The ability to describe a simulation with a high degree of configuration and flexibility is the most important simulator feature. So, a simulator, especially in the case of modeling, depends on a large number of parameters, and most of the time the values of those parameters must be assumed. Therefore, entering and changing the parameters in the simulation should be simple. CloudSim is a Java-based simulator and is used for cloud simulation. It supports the behavior of system components modeling, such as data centers, VMs, and resource planning policies. However, we define components such as the data center, broker, and cloud information service as an entity in the CloudSim. Also, CloudSim suggests the underneath aspect: (1) backing for designing and simulation of largescale cloud environments, containing data centers, hosts, and so on; (2) a self-contained platform for modeling clouds such as private cloud or public cloud, create agents and brokers, provisioning, and allocation policies; (3) support for simulation of network linkage between the simulated system elements; and (4) easiness for simulation of federated cloud environment that inter-networks resources from both private and public domains, a trait critical for research studies relevant to cloud-bursts and automatic application scaling. Several of the unique aspects of CloudSim are (1) availability of a virtualization engine that aids in the development and handling of innumerable, autonomous, and co-hosted virtualized services on a data center node and (2) flexibility to substitution among time-shared and space-shared allocation of processing cores to virtualized services. These compelling aspects of CloudSim tend to speed up the expansion of new application provisioning algorithms for cloud computing (Calheiros et al., 2011).

Datacenter and host class

We can extend the data center model, such as infrastructure services in the simulator. The data center manages many hosts by the policy of assigning VMs defined by the cloud service provider. These hosts are assigned to VMs. In the simulator, the VM policy represents VM control policies related to its lifetime, such as providing hosts for VMs, creating and removing them, plus migrating these VMs. Similarly, one or more functional services can be assigned to the VM, which is the same preparation for applications in the cloud environment. A component in the CloudSim can be a class (abstract or complete) or a set of classes that represents a model (data center or host). A small amount of energy consumed is spent on cloud computing centers, and its largest amount is spent on other processes such as data center coolers, lighting, and construction. However, one of the important items for reducing energy consumption at the computational level is the proper allocation of tasks to VMs, which can be achieved through the right allocation of tasks, preventing unmanaged migration, reducing energy consumption, and increasing efficiency. One data center is defined in our work. The data center is used to define the physical devices that are used. Therefore, these devices can be homogeneous or heterogeneous. The hardware of the system is explained in this section. Also, in this class, the capacity of memory, processing power, and the number of CPUs are defined. Exemplary host class and VM characteristics are also defined in Table 1.

Table 1:
Host class and VM characteristics.
Specification of the host class Specification of VM
CPU Speed 1,000, 2,000, 3,000 MIPS 250, 500, 750, 1,000 MIPS
RAM 10,000 MB 128 MB
BW 100,000 Mbit/s 200 Mbit/s
HARD 1,000,000 GB 250 GB
DOI: 10.7717/peerj-cs.539/table-1

In the host class, we have modeled physical resources, such as memory capacity, a list of processors, and the number of cores. Many hosts or physical machines come together and form the data center. One or more VMs that include CPU, storage, and RAM are given for each host. In the data center architecture, 32-bit servers, XEN VMM, and Linux-based operating systems have been used.

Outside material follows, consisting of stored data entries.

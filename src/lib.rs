//! # Recipe Finder
//!
//! Matches the ingredients a user has on hand against a recipe catalog,
//! crediting ingredients that can be covered by a known substitute, and
//! ranks the matching recipes by time, complexity or match percentage.
//!
//! ```rust
//! use recipe_finder::catalog::Catalog;
//! use recipe_finder::search::RecipeFinder;
//! use recipe_finder::sorting::{sort_results, SortKey};
//!
//! let catalog = Catalog::from_json_str(r#"[
//!     {"name": "Omelette", "ingredients": ["egg", "milk", "salt"], "time": 10,
//!      "complexity": "light", "replacements": {"milk": ["cream"]}},
//!     {"name": "Pancakes", "ingredients": ["flour", "egg", "milk"], "time": 25,
//!      "complexity": "medium"}
//! ]"#)?;
//! let finder = RecipeFinder::new(catalog);
//!
//! let results = finder.search(&["egg", "cream", "flour"], None);
//! let ranked = sort_results(&results, SortKey::Match);
//! assert_eq!(ranked[0].name, "Pancakes");
//! # Ok::<(), recipe_finder::catalog::LoadError>(())
//! ```

pub mod catalog;
pub mod config;
pub mod formatting;
pub mod ingredient_input;
pub mod matching;
pub mod search;
pub mod sorting;
pub mod substitutions;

The simulator supports the preparation of VMs in two levels, such as the host level and the VM level. The amount of total processing power of each core allocated to each VM is determined at the host level. A fixed amount of accessible processing power is allocated to the VM level’s unique application services (task units). VMs are hosted on the server, and they have access to the memory and processor of their owns host. A VM may be fully placed on a host or can be a part of a VM or migrate from a host to another host and run on it. The VM policy for allocating resources is specified in the cloudlet scheduler. In this system, there are 10 VMs; one of them is shown in Table 1. In this machine, the amount of RAM is 128 MB, the hard drive is 250 GB, and its used xenon architecture.

Cloudlet class

In the cloudlet modeling class, the types of tasks taken into the system are modeled. Before the run, each program in CloudSim will be specified by the size of the data and the volume of the processing. Also, researchers can rewrite this class and describe other types of tasks. The cloudlet is the same tasks or tasks that are supposed to be done in the cloud environment. In this paper, there are 10 cloudlets defined with different characteristics. Plus, the structure of the ants is in the form of a matrix. The number of hosts and VMs equals 10. We also set Max_Speed to 1 and Max_TTL to 5. Each ant is a task in the form of a matrix of 102. Rows represent the number of the tasks, and columns represent which machine is in the executable mode. For example, when the matrix is set to [1, 2], it means that an ant number 1 (i.e., task number 1) runs on machine 2. Also, the amount of deposit pheromone per machine is initialized to 0.009. The pher-edge matrix is created in the form of 1010, and it stores the pheromone value of each machine. In the random movement of ants between machines, the ant’s path is stored based on the amount of pheromone in the form of a matrix to avoid returning to the same path and the same node; the structure of ant-path-matrix is in the form of 1010. In the ant-path-matrix, those paths that have the most pheromones are selected for the heaviest tasks.

Power class

This method defines a maximum power variable and defines a threshold (70%) for power consumption in the data center, using up to 70% of that capacity. This threshold is determined by the total power of the data center. But, it is not related to the power of the VMs; also, 70% is a random amount that is used to determine the actual amount of power, and that can be any other value. As a result, 70% is a reasonable amount for this purpose. In this paper, the processor, disk storage, power supply, memory, and cooling systems are used to determine the amount of consumed energy by computing nodes in data centers. According to recent studies, the energy consumption by servers is a roughly linear relation with the processor efficiency. Using DVFS limits the number of states that can be set for frequency and voltage. Therefore, other system components cannot use performance, scalability, and voltage. However, due to the growing number of modern processors, today’s modern servers have a large memory capacity consumed a lot.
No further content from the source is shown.